Posted on
February 14, 2011 in
Harlingen, Texas criminal defense lawyer Larry Warner has been practicing law for 37 years. He served for three years on the State Bar Disciplinary Rules Committee charged with drafting the proposed rules. He served as a member of the Texas House of Representatives and has taught professional responsibility to law students. He is also board certified in criminal law.
Warner writes:
For three years I was a member of the State Bar’s committee charged with drafting the proposed new disciplinary rules. After that experience, I strongly recommend a “No” vote on the referendum.
The committee’s work did not result in any minority report. Dissent was not considered, tolerated, or forwarded to the Task Force/Committee meetings.
In over 37 years of practicing law, including ten sessions as a member of the House of Representatives of Texas, I always had to know what the other side was going to say. If I was on the losing side at committee, at least we got to submit a minority report to the whole House on the floor and got to try again. As insurance defense counsel, plaintiff’s lawyer, prosecutor, and defender of those sentenced to death, my ability to represent my client properly and well depended on how well I knew the other side’s case.
Lincoln’s advice to lawyers was “Encourage your clients to settle their disputes, there will be lawsuits enough.” Resolution of differing opinions depends upon respect for the opposition and a willingness to listen with an open mind with a view toward reaching a decision if one can be reached without violence to individual conscience and judgment. (Shades of jury instructions.)The Committee was presided over by a law professor. The settlement conferences among lawyers that Lincoln envisioned did not take place in the Committee. The chair seemed to have her marching instructions. General Sherman’s march to the sea comes to mind.
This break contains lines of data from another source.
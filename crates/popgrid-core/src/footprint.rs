//! Bounding-box footprint estimate and path routing.

use geo::MultiPolygon;

use crate::geometry::Bounds;
use crate::raster::RasterGrid;

/// Which aggregation path a polygon takes.
#[derive(Debug, Clone, Copy, PartialEq, Eq)]
pub enum Route {
    Standard,
    Tiled,
}

/// Pixel count of the raster window covering `bounds`:
/// `ceil(width / |pixel_width|) * ceil(height / |pixel_height|)`.
///
/// A zero or non-finite pixel size yields 0 so the polygon stays on the
/// standard path.
pub fn bbox_pixel_area(bounds: &Bounds, pixel_width: f64, pixel_height: f64) -> u64 {
    let pw = pixel_width.abs();
    let ph = pixel_height.abs();
    if pw == 0.0 || ph == 0.0 || !pw.is_finite() || !ph.is_finite() {
        return 0;
    }
    let cols = (bounds.width() / pw).ceil().max(0.0) as u64;
    let rows = (bounds.height() / ph).ceil().max(0.0) as u64;
    cols.saturating_mul(rows)
}

/// Estimates at or above `threshold` go to the tiled path.
#[inline]
pub fn route_for(estimate: u64, threshold: u64) -> Route {
    if estimate >= threshold {
        Route::Tiled
    } else {
        Route::Standard
    }
}

/// Route a decoded geometry against `grid`. Returns the estimate alongside
/// the route so callers can log it.
pub fn classify(geom: &MultiPolygon<f64>, grid: &RasterGrid, threshold: u64) -> (Route, u64) {
    let estimate = Bounds::of(geom)
        .map(|b| bbox_pixel_area(&b, grid.transform.pixel_width, grid.transform.pixel_height))
        .unwrap_or(0);
    (route_for(estimate, threshold), estimate)
}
The American Bar Association is to release another round of proposed new rules in 2012. We’ll have to do the entire process again then. The current draft is not ready for adoption. It is simply too flawed. Let’s defeat the referendum, and go back to the drawing board when the new ABA suggestions become available. And let’s open up the rule-making process to diverse viewpoints. In the long run, that approach will be cheaper and will make for better, sounder rules.
Please vote “No” on this referendum.
If you haven’t voted yet, vote “No” today. If you voted yes, try to change your vote.
ONLY REGARDING PROPOSITION “D”: DON’T HAVE SEX WITH YOUR CLIENTS – PERIOD! BRIGHT LINE RULE!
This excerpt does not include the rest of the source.